Samsung PCs Shit the Bed Because Microsoft Can’t Code for Fuck’s Sake
Oh joy. Another fucking Tuesday in the IT world where Microsoft’s band of merry chimps have managed to turn perfectly functional hardware into expensive paperweights. This time they’ve decided that Samsung Galaxy Book users don’t actually need to access their C: drive. You know, that trivial little partition where literally fucking everything lives?
Apparently, some genius at Redmond pushed an update that makes Windows 11 forget that the C: drive exists. Poof! Gone. Like my patience for end users who don’t know where the power button is. Users are reporting that their systems boot up only to find the main drive is either invisible, inaccessible, or throwing up error messages like a freshman at his first kegger.
So now you’ve got these poor bastards with their shiny Samsung laptops staring at screens telling them they can’t access the primary drive.

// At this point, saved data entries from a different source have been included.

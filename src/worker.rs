//! The bounded worker pool that executes actions.
//!
//! Virtual users never execute actions themselves. They queue a [`Task`] into a bounded
//! [`flume`](https://docs.rs/flume) channel and wait for it to be handed back. A fixed
//! number of workers drain the channel, so no more than `concurrency` actions are ever in
//! flight no matter how many users are simulated. When the queue is full, users wait to
//! enqueue.
//!
//! A [`CompletionBarrier`] tracks every queued task until it has been fully processed, so
//! the load test can wait for all submitted work to finish before reporting.

use std::sync::atomic::{AtomicUsize, Ordering};
use std::sync::Arc;
use tokio::sync::Notify;
use tokio::task::JoinHandle;

use crate::action::{Action, ActionContext};
use crate::metrics::ResultsMessage;
use crate::session::SessionState;
use crate::throttle::Throttle;
use crate::StampedeError;

/// A request to execute one action with the session of one virtual user.
///
/// The session moves into the task and is sent back over `reply` once the action has
/// executed. A task is executed exactly once and never retried.
pub struct Task {
    pub action: Arc<Action>,
    pub session: SessionState,
    pub user: usize,
    pub iteration: usize,
    pub reply: flume::Sender<SessionState>,
    pub completion: PendingTask,
}

#[derive(Debug, Default)]
struct BarrierState {
    pending: AtomicUsize,
    notify: Notify,
}

/// Counts tasks that have been submitted but not yet fully processed.
#[derive(Clone, Debug, Default)]
pub struct CompletionBarrier {
    state: Arc<BarrierState>,
}
impl CompletionBarrier {
    pub fn new() -> Self {
        CompletionBarrier::default()
    }

    /// Register one pending task. The task is complete when the guard is dropped.
    pub fn register(&self) -> PendingTask {
        self.state.pending.fetch_add(1, Ordering::SeqCst);
        PendingTask {
            state: self.state.clone(),
        }
    }

    pub fn pending(&self) -> usize {
        self.state.pending.load(Ordering::SeqCst)
    }

    /// Wait until no task is pending.
    pub async fn wait(&self) {
        loop {
            // Subscribe before checking so a completion in between isn't missed.
            let notified = self.state.notify.notified();
            if self.pending() == 0 {
                return;
            }
            notified.await;
        }
    }
}

/// Completion guard of one task, see [`CompletionBarrier::register`].
#[derive(Debug)]
pub struct PendingTask {
    state: Arc<BarrierState>,
}
impl Drop for PendingTask {
    fn drop(&mut self) {
        if self.state.pending.fetch_sub(1, Ordering::SeqCst) == 1 {
            self.state.notify.notify_waiters();
        }
    }
}

/// Everything the workers share.
pub struct WorkerShared {
    throttle: Throttle,
    context: Arc<ActionContext>,
    results: flume::Sender<ResultsMessage>,
    fatal: flume::Sender<StampedeError>,
    active: AtomicUsize,
    peak: AtomicUsize,
}
impl WorkerShared {
    pub fn new(
        throttle: Throttle,
        context: Arc<ActionContext>,
        results: flume::Sender<ResultsMessage>,
        fatal: flume::Sender<StampedeError>,
    ) -> Self {
        WorkerShared {
            throttle,
            context,
            results,
            fatal,
            active: AtomicUsize::new(0),
            peak: AtomicUsize::new(0),
        }
    }
}

/// A fixed number of workers draining a bounded task queue.
pub struct WorkerPool {
    tasks: flume::Sender<Task>,
    stop: flume::Sender<()>,
    workers: Vec<JoinHandle<()>>,
    shared: Arc<WorkerShared>,
}
impl WorkerPool {
    /// Start `concurrency` workers draining a queue holding up to `queue_size` tasks.
    pub fn start(concurrency: usize, queue_size: usize, shared: WorkerShared) -> WorkerPool {
        let (tasks, task_receiver) = flume::bounded(queue_size);
        let (stop, stop_receiver) = flume::unbounded();
        let shared = Arc::new(shared);
        let workers = (1..=concurrency)
            .map(|index| {
                tokio::spawn(worker_main(
                    index,
                    task_receiver.clone(),
                    stop_receiver.clone(),
                    shared.clone(),
                ))
            })
            .collect();
        info!(
            "started {} workers with a queue of {} tasks",
            concurrency, queue_size
        );
        WorkerPool {
            tasks,
            stop,
            workers,
            shared,
        }
    }

    /// A handle to queue tasks with.
    pub fn sender(&self) -> flume::Sender<Task> {
        self.tasks.clone()
    }

    pub fn concurrency(&self) -> usize {
        self.workers.len()
    }

    /// Stop every worker and wait for them to exit, returning the peak concurrency.
    ///
    /// Tasks already queued are executed before the workers honor the stop.
    pub async fn stop(self) -> usize {
        for _ in 0..self.workers.len() {
            if self.stop.send(()).is_err() {
                break;
            }
        }
        for result in futures::future::join_all(self.workers).await {
            if let Err(e) = result {
                warn!("worker failed to exit cleanly: {}", e);
            }
        }
        let peak = self.shared.peak.load(Ordering::SeqCst);
        info!("workers stopped, peak concurrency {}", peak);
        peak
    }
}

async fn worker_main(
    index: usize,
    tasks: flume::Receiver<Task>,
    stop: flume::Receiver<()>,
    shared: Arc<WorkerShared>,
) {
    debug!("worker {} started", index);
    let mut executed: usize = 0;
    loop {
        // Queued tasks are always drained before a stop is honored.
        let task = tokio::select! {
            biased;
            task = tasks.recv_async() => match task {
                Ok(task) => task,
                Err(_) => break,
            },
            _ = stop.recv_async() => break,
        };
        let Task {
            action,
            mut session,
            user,
            iteration,
            reply,
            completion,
        } = task;

        shared.throttle.take().await;
        let active = shared.active.fetch_add(1, Ordering::SeqCst) + 1;
        shared.peak.fetch_max(active, Ordering::SeqCst);
        let result = action
            .execute(&mut session, &shared.context, user, iteration)
            .await;
        shared.active.fetch_sub(1, Ordering::SeqCst);
        executed += 1;

        match result {
            Ok(record) => {
                trace!("worker {} executed {}", index, action);
                if shared
                    .results
                    .send_async(ResultsMessage::Outcome(record))
                    .await
                    .is_err()
                {
                    warn!("results consumer closed, outcome lost");
                }
                if reply.send(session).is_err() {
                    debug!("user {} no longer waiting for its session", user);
                }
            }
            Err(e) => {
                // The user never gets its session back and stops.
                error!("worker {}: {} failed: {}", index, action.title(), e);
                let _ = shared.fatal.send(e);
            }
        }
        drop(completion);
    }
    debug!("worker {} exiting after {} tasks", index, executed);
}
//! Per-iteration test data read from a CSV file.
//!
//! A feeder hands one record to each virtual user iteration, cycling through the records
//! of the file forever. The first row of the file names the keys:
//!
//! ```text
//! username,password
//! alice,secret1
//! bob,secret2
//! ```
//!
//! Records are merged into the session of the user, so `${username}` placeholders
//! resolve to `alice` in one iteration and `bob` in the next.

use std::collections::HashMap;
use std::path::Path;

use crate::StampedeError;

/// One row of feeder data, keyed by column name.
pub type FeederRecord = HashMap<String, String>;

/// Records loaded and ready to be handed out.
#[derive(Debug, Clone)]
pub struct Feeder {
    records: Vec<FeederRecord>,
}
impl Feeder {
    /// Read a CSV file with a header row.
    pub fn from_csv<P: AsRef<Path>>(path: P, delimiter: u8) -> Result<Feeder, StampedeError> {
        let path = path.as_ref();
        let mut reader = csv::ReaderBuilder::new()
            .delimiter(delimiter)
            .has_headers(true)
            .trim(csv::Trim::All)
            .from_path(path)?;
        let mut records = Vec::new();
        for record in reader.deserialize() {
            let record: FeederRecord = record?;
            records.push(record);
        }
        info!("loaded {} feeder records from {}", records.len(), path.display());
        Feeder::from_records(records).map_err(|_| StampedeError::InvalidPlan {
            detail: format!("feeder file {} has no records", path.display()),
        })
    }

    /// Build a feeder from records already in memory.
    pub fn from_records(records: Vec<FeederRecord>) -> Result<Feeder, StampedeError> {
        if records.is_empty() {
            return Err(StampedeError::InvalidPlan {
                detail: "feeder has no records".to_string(),
            });
        }
        Ok(Feeder { records })
    }

    pub fn len(&self) -> usize {
        self.records.len()
    }

    pub fn is_empty(&self) -> bool {
        self.records.is_empty()
    }

    /// Start the feeder task, returning a handle to take records from.
    ///
    /// Records are handed over a one slot channel. The task exits once every handle
    /// has been dropped.
    pub fn spawn(self) -> FeederHandle {
        let (sender, receiver) = flume::bounded(1);
        tokio::spawn(feeder_main(self.records, sender));
        FeederHandle { receiver }
    }
}

async fn feeder_main(records: Vec<FeederRecord>, sender: flume::Sender<FeederRecord>) {
    let mut delivered: usize = 0;
    for record in records.iter().cycle() {
        if sender.send_async(record.clone()).await.is_err() {
            break;
        }
        delivered += 1;
    }
    debug!("feeder exiting after delivering {} records", delivered);
}

/// Takes records from a running feeder.
#[derive(Debug, Clone)]
pub struct FeederHandle {
    receiver: flume::Receiver<FeederRecord>,
}
impl FeederHandle {
    /// The next record, or `None` if the feeder is gone.
    pub async fn next(&self) -> Option<FeederRecord> {
        self.receiver.recv_async().await.ok()
    }
}
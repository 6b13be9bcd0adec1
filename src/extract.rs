//! Response extraction: turn a response body into named session values.
//!
//! An action can define a response handler which evaluates a JSONPath or XPath expression
//! against the body of a successful response, picks one of the matching values, and binds
//! it into the [`SessionState`](../session/struct.SessionState.html) of the virtual user.
//!
//! ```yaml
//! - http:
//!     title: List products
//!     method: GET
//!     url: http://localhost:8080/products
//!     response:
//!       jsonpath: $.products[*].id
//!       variable: product_id
//!       index: random
//! ```
//!
//! Expressions are compiled when the test plan is loaded, so a malformed expression stops
//! the load test before it starts. A response body that can't be decoded as JSON or XML
//! stops the load test while it's running. An expression that matches nothing leaves the
//! session unchanged.

use lazy_static::lazy_static;
use rand::rngs::StdRng;
use rand::{Rng, SeedableRng};
use serde::{Deserialize, Serialize};
use serde_json_path::JsonPath;
use std::sync::Mutex;

use crate::session::SessionState;
use crate::StampedeError;

lazy_static! {
    // Seeded once from the operating system the first time a random selection is made.
    static ref SELECTION_RNG: Mutex<StdRng> = Mutex::new(StdRng::from_os_rng());
}

/// Which of multiple matching values is bound into the session.
#[derive(Debug, Clone, Copy, Default, Eq, PartialEq, Serialize, Deserialize)]
#[serde(rename_all = "lowercase")]
pub enum Selection {
    /// The first match (default).
    #[default]
    First,
    /// The last match.
    Last,
    /// A randomly chosen match.
    ///
    /// When there is more than one match the final match is never chosen.
    Random,
}

/// The kind of expression a response handler evaluates.
#[derive(Debug, Clone, Copy, Eq, PartialEq)]
pub enum ExtractorKind {
    JsonPath,
    XmlPath,
}

/// A compiled extraction expression.
#[derive(Debug, Clone)]
pub enum Extractor {
    JsonPath {
        expression: String,
        path: JsonPath,
    },
    XmlPath {
        expression: String,
    },
}
impl Extractor {
    /// Compile an expression, failing with [`StampedeError::InvalidExpression`] if it is
    /// malformed.
    pub fn compile(kind: ExtractorKind, expression: &str) -> Result<Self, StampedeError> {
        match kind {
            ExtractorKind::JsonPath => match JsonPath::parse(expression) {
                Ok(path) => Ok(Extractor::JsonPath {
                    expression: expression.to_string(),
                    path,
                }),
                Err(e) => Err(StampedeError::InvalidExpression {
                    expression: expression.to_string(),
                    detail: format!("invalid jsonpath: {}", e),
                }),
            },
            ExtractorKind::XmlPath => {
                // Evaluating against an empty document surfaces syntax errors up front.
                let package = sxd_document::Package::new();
                let document = package.as_document();
                if let Err(e) = sxd_xpath::evaluate_xpath(&document, expression) {
                    return Err(StampedeError::InvalidExpression {
                        expression: expression.to_string(),
                        detail: format!("invalid xmlpath: {:?}", e),
                    });
                }
                Ok(Extractor::XmlPath {
                    expression: expression.to_string(),
                })
            }
        }
    }

    pub fn expression(&self) -> &str {
        match self {
            Extractor::JsonPath { expression, .. } => expression,
            Extractor::XmlPath { expression } => expression,
        }
    }

    /// Evaluate the expression against a response body, returning all matches in
    /// document order.
    pub fn evaluate(&self, body: &[u8]) -> Result<Vec<String>, StampedeError> {
        match self {
            Extractor::JsonPath { expression, path } => {
                let value: serde_json::Value = serde_json::from_slice(body).map_err(|e| {
                    StampedeError::Extraction {
                        expression: expression.to_string(),
                        detail: format!("response is not valid json: {}", e),
                    }
                })?;
                Ok(path
                    .query(&value)
                    .all()
                    .into_iter()
                    .map(|matched| match matched {
                        serde_json::Value::String(text) => text.to_string(),
                        other => other.to_string(),
                    })
                    .collect())
            }
            Extractor::XmlPath { expression } => {
                let text = std::str::from_utf8(body).map_err(|e| StampedeError::Extraction {
                    expression: expression.to_string(),
                    detail: format!("response is not valid utf-8: {}", e),
                })?;
                let package =
                    sxd_document::parser::parse(text).map_err(|e| StampedeError::Extraction {
                        expression: expression.to_string(),
                        detail: format!("response is not valid xml: {:?}", e),
                    })?;
                let document = package.as_document();
                let value = sxd_xpath::evaluate_xpath(&document, expression).map_err(|e| {
                    StampedeError::Extraction {
                        expression: expression.to_string(),
                        detail: format!("failed to evaluate xmlpath: {:?}", e),
                    }
                })?;
                Ok(match value {
                    sxd_xpath::Value::Nodeset(nodes) => nodes
                        .document_order()
                        .iter()
                        .map(|node| node.string_value())
                        .collect(),
                    sxd_xpath::Value::String(text) => vec![text],
                    sxd_xpath::Value::Number(number) => vec![number.to_string()],
                    sxd_xpath::Value::Boolean(flag) => vec![flag.to_string()],
                })
            }
        }
    }
}

/// Evaluate `kind` `expression` against `body` in one step.
pub fn evaluate(
    kind: ExtractorKind,
    expression: &str,
    body: &[u8],
) -> Result<Vec<String>, StampedeError> {
    Extractor::compile(kind, expression)?.evaluate(body)
}

/// Pick one value from the matches according to the selection policy.
pub fn select<'a>(values: &'a [String], selection: Selection) -> Option<&'a String> {
    match values.len() {
        0 => None,
        1 => values.first(),
        count => match selection {
            Selection::First => values.first(),
            Selection::Last => values.last(),
            Selection::Random => {
                let mut rng = SELECTION_RNG
                    .lock()
                    .unwrap_or_else(|poisoned| poisoned.into_inner());
                values.get(rng.random_range(0..count - 1))
            }
        },
    }
}

/// A response handler attached to an action.
#[derive(Debug, Clone)]
pub struct ResponseExtractor {
    pub extractor: Extractor,
    pub variable: String,
    pub selection: Selection,
}
impl ResponseExtractor {
    /// Evaluate against `body` and bind the selected value into `session`.
    ///
    /// Returns the bound value, or `None` if the expression matched nothing.
    pub fn apply(
        &self,
        body: &[u8],
        session: &mut SessionState,
    ) -> Result<Option<String>, StampedeError> {
        let values = self.extractor.evaluate(body)?;
        match select(&values, self.selection) {
            Some(value) => {
                trace!("binding {} = {}", self.variable, value);
                session.insert(&self.variable, value);
                Ok(Some(value.to_string()))
            }
            None => {
                debug!(
                    "{} matched nothing, {} left unchanged",
                    self.extractor.expression(),
                    self.variable
                );
                Ok(None)
            }
        }
    }
}
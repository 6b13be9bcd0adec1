//! Per-user session state threaded through the actions of an iteration.
//!
//! Each [`VirtualUser`](../user/index.html) owns exactly one [`SessionState`]. While an
//! action runs, ownership of the session moves into the queued
//! [`Task`](../worker/struct.Task.html) and is handed back to the user when the task
//! completes, so only one executor can ever read or write a session at a time.
//!
//! Values stored in the session can be referenced from action urls, addresses, headers,
//! bodies and payloads with `${key}` placeholders.

use lazy_static::lazy_static;
use regex::{Captures, Regex};
use std::collections::HashMap;

/// Reserved key holding the generated identifier of the virtual user.
///
/// This is the only key that survives [`SessionState::reset`].
pub const UID_KEY: &str = "UID";

/// Keys starting with this prefix hold captured cookies, replayed on later requests.
pub const COOKIE_PREFIX: &str = "__cookie__";

lazy_static! {
    static ref PLACEHOLDER: Regex =
        Regex::new(r"\$\{([^}]+)\}").expect("failed to compile placeholder regex");
}

/// Mutable key-value scratch space owned by one virtual user.
#[derive(Debug, Clone, Default, PartialEq, Eq)]
pub struct SessionState {
    values: HashMap<String, String>,
}
impl SessionState {
    /// Create a session seeded with the given user identifier.
    pub fn new(uid: &str) -> Self {
        let mut values = HashMap::new();
        values.insert(UID_KEY.to_string(), uid.to_string());
        SessionState { values }
    }

    /// Clear everything but the `UID` at the start of an iteration.
    ///
    /// Captured cookies and extracted variables are scoped to a single iteration, so they
    /// are discarded here as well.
    pub fn reset(&mut self) {
        self.values.retain(|key, _| key == UID_KEY);
    }

    /// Merge a feeder record into the session, overwriting existing keys.
    pub fn merge(&mut self, record: &HashMap<String, String>) {
        for (key, value) in record {
            self.values.insert(key.to_string(), value.to_string());
        }
    }

    pub fn get(&self, key: &str) -> Option<&str> {
        self.values.get(key).map(|value| value.as_str())
    }

    pub fn insert(&mut self, key: &str, value: &str) {
        self.values.insert(key.to_string(), value.to_string());
    }

    pub fn uid(&self) -> Option<&str> {
        self.get(UID_KEY)
    }

    pub fn len(&self) -> usize {
        self.values.len()
    }

    pub fn is_empty(&self) -> bool {
        self.values.is_empty()
    }

    /// Store a cookie captured from a response.
    pub fn store_cookie(&mut self, name: &str, value: &str) {
        self.values
            .insert(format!("{}{}", COOKIE_PREFIX, name), value.to_string());
    }

    /// All captured cookies as `(name, value)` pairs, sorted by name.
    pub fn cookies(&self) -> Vec<(&str, &str)> {
        let mut cookies: Vec<(&str, &str)> = self
            .values
            .iter()
            .filter_map(|(key, value)| {
                key.strip_prefix(COOKIE_PREFIX)
                    .map(|name| (name, value.as_str()))
            })
            .collect();
        cookies.sort_unstable();
        cookies
    }

    /// Render captured cookies as the value of a `Cookie` request header.
    pub fn cookie_header(&self) -> Option<String> {
        let cookies = self.cookies();
        if cookies.is_empty() {
            return None;
        }
        Some(
            cookies
                .iter()
                .map(|(name, value)| format!("{}={}", name, value))
                .collect::<Vec<String>>()
                .join("; "),
        )
    }

    /// Replace every `${key}` placeholder with the matching session value.
    ///
    /// Placeholders without a matching key are left in place untouched.
    pub fn substitute(&self, template: &str) -> String {
        if !template.contains("${") {
            return template.to_string();
        }
        PLACEHOLDER
            .replace_all(template, |captures: &Captures| {
                match self.values.get(&captures[1]) {
                    Some(value) => value.to_string(),
                    None => captures[0].to_string(),
                }
            })
            .into_owned()
    }
}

No files, no programs, just a big fat “Access Denied” or cryptic error staring back at them like an ex-wife at a wedding. The issue seems to stem from Samsung’s Rapid Storage Technology driver having a screaming match with Microsoft’s latest “security” patch—because apparently, securing your data now means making sure you can never fucking touch it again.
Microsoft’s response? “We’re investigating.” Of course you are, you clueless fucks. While you investigate, users are frantically trying to figure out if their thesis, tax returns, and dodgy browser history have vanished into the digital ether. The only workaround involves booting into recovery mode (which no one knows how to do), uninstalling the update via command line (good luck, normies), or disabling the Samsung storage drivers entirely—which is tech-speak for “bend over and kiss your RAID configuration goodbye.”
Bottom line: If you’ve got a Samsung PC running Windows 11, congratulations! You now own a very expensive brick that doubles as a space heater. Don’t call me to fix it. I’m busy deleting your tickets while sipping coffee that costs more than your hourly wage.
Reminds me of the time I told a user their data was backed up to the cloud. By “cloud” I meant the smoke coming from the power supply I’d just overloaded with a fork. Same difference, really. At least that was intentional.